═════ Records shown
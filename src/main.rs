//! Application entry point for the `datalogger-api` backend service.
//!
//! This binary orchestrates the full startup sequence:
//! - Loading configuration from environment variables or `.env`
//! - Initializing structured logging/tracing
//! - Loading the CSV record store into memory (a missing file means empty)
//! - Pulling the measurements feed once and merging it into the store
//! - Mounting all API routes via the `routes` gateway (EMBP pattern)
//! - Binding the Axum HTTP server and serving requests
//!
//! # Environment Variables
//! See [`datalogger_api::config::load_from_env`] for the service settings, plus:
//! - `AXUM_LOG_LEVEL` (optional) – log verbosity (default: `debug`)
//! - `AXUM_SPAN_EVENTS` (optional) – span event mode for tracing
//! - `FORCE_COLOR` (optional) – override TTY color detection
use std::{env, sync::Arc};

use anyhow::{Context, Result};
use axum::Router;
use dotenvy::dotenv;
use is_terminal::IsTerminal;
use tracing_subscriber::filter::EnvFilter;
use tracing_subscriber::fmt::format::FmtSpan;

use datalogger_api::{config, ingest, routes, RecordStore};

// ---

#[tokio::main]
async fn main() -> Result<()> {
    // ---
    dotenv().ok();
    init_tracing();

    let cfg = config::load_from_env()?;
    cfg.log_config();

    let store = RecordStore::load(&cfg.store_path)
        .with_context(|| format!("Failed to load record store '{}'", cfg.store_path.display()))?;
    let store = Arc::new(store);

    if cfg.ingest_on_boot {
        let client = ingest::http_client(&cfg)?;
        match ingest::ingest(&client, &cfg, &store).await {
            Ok(count) => tracing::info!("Ingestion complete, store holds {} readings", count),
            Err(e) => tracing::error!(
                "Ingestion failed, serving {} readings from {}: {}",
                store.snapshot().len(),
                store.path().display(),
                e
            ),
        }
    } else {
        tracing::info!("Boot ingestion disabled");
    }

    // Build app from routes gateway (EMBP)
    let app: Router = routes::router(store);

    tracing::info!("Listening on {}", cfg.bind_addr);

    let listener = tokio::net::TcpListener::bind(cfg.bind_addr).await?;
    axum::serve(listener, app).await?;

    Ok(())
}

// ---

/// Initialize the global tracing subscriber for structured logging.
///
/// This function configures the [`tracing_subscriber`] with:
/// - Log target, file, and line number output enabled
/// - Color output controlled by TTY detection and `FORCE_COLOR` env var:
///   - `FORCE_COLOR=1|true|yes`: force colors on
///   - `FORCE_COLOR=0|false|no`: force colors off
///   - unset or other values: auto-detect TTY
/// - Span event emission mode controlled by the `AXUM_SPAN_EVENTS` env var:
///   - `"full"`       : emit ENTER, EXIT, and CLOSE events with timing
///   - `"enter_exit"` : emit ENTER and EXIT only
///   - unset or other values: emit CLOSE events only (default)
/// - Log level controlled by `RUST_LOG`, falling back to `AXUM_LOG_LEVEL`
///
/// Call once at startup, before any logging macros are invoked.
fn init_tracing() {
    // ---
    let span_events = match env::var("AXUM_SPAN_EVENTS").as_deref() {
        Ok("full") => FmtSpan::FULL,
        Ok("enter_exit") => FmtSpan::ENTER | FmtSpan::EXIT,
        _ => FmtSpan::CLOSE,
    };

    // Determine if we should use colors
    let use_color = match env::var("FORCE_COLOR").as_deref() {
        Ok("1") | Ok("true") | Ok("yes") => true,
        Ok("0") | Ok("false") | Ok("no") => false,
        _ => std::io::stdout().is_terminal(),
    };

    // Use RUST_LOG if available, otherwise fall back to AXUM_LOG_LEVEL
    let env_filter = if env::var("RUST_LOG").is_ok() {
        EnvFilter::from_default_env()
    } else {
        let level = match env::var("AXUM_LOG_LEVEL").ok().as_deref() {
            Some("trace") => "trace",
            Some("debug") => "debug",
            Some("info") => "info",
            Some("warn") => "warn",
            Some("error") => "error",
            _ => "debug",
        };
        EnvFilter::new(format!("{level},hyper=info,reqwest=info"))
    };

    tracing_subscriber::fmt()
        .with_target(true)
        .with_file(true)
        .with_line_number(true)
        .with_span_events(span_events)
        .with_env_filter(env_filter)
        .with_ansi(use_color)
        .compact()
        .init();
}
══════════
Exercise requirements: The lines wanted are those from the one with "let env_filter = if" through the last line of the records, repeated exactly and with both ends included.

Your solution:
    let env_filter = if env::var("RUST_LOG").is_ok() {
        EnvFilter::from_default_env()
    } else {
        let level = match env::var("AXUM_LOG_LEVEL").ok().as_deref() {
            Some("trace") => "trace",
            Some("debug") => "debug",
            Some("info") => "info",
            Some("warn") => "warn",
            Some("error") => "error",
            _ => "debug",
        };
        EnvFilter::new(format!("{level},hyper=info,reqwest=info"))
    };

    tracing_subscriber::fmt()
        .with_target(true)
        .with_file(true)
        .with_line_number(true)
        .with_span_events(span_events)
        .with_env_filter(env_filter)
        .with_ansi(use_color)
        .compact()
        .init();
}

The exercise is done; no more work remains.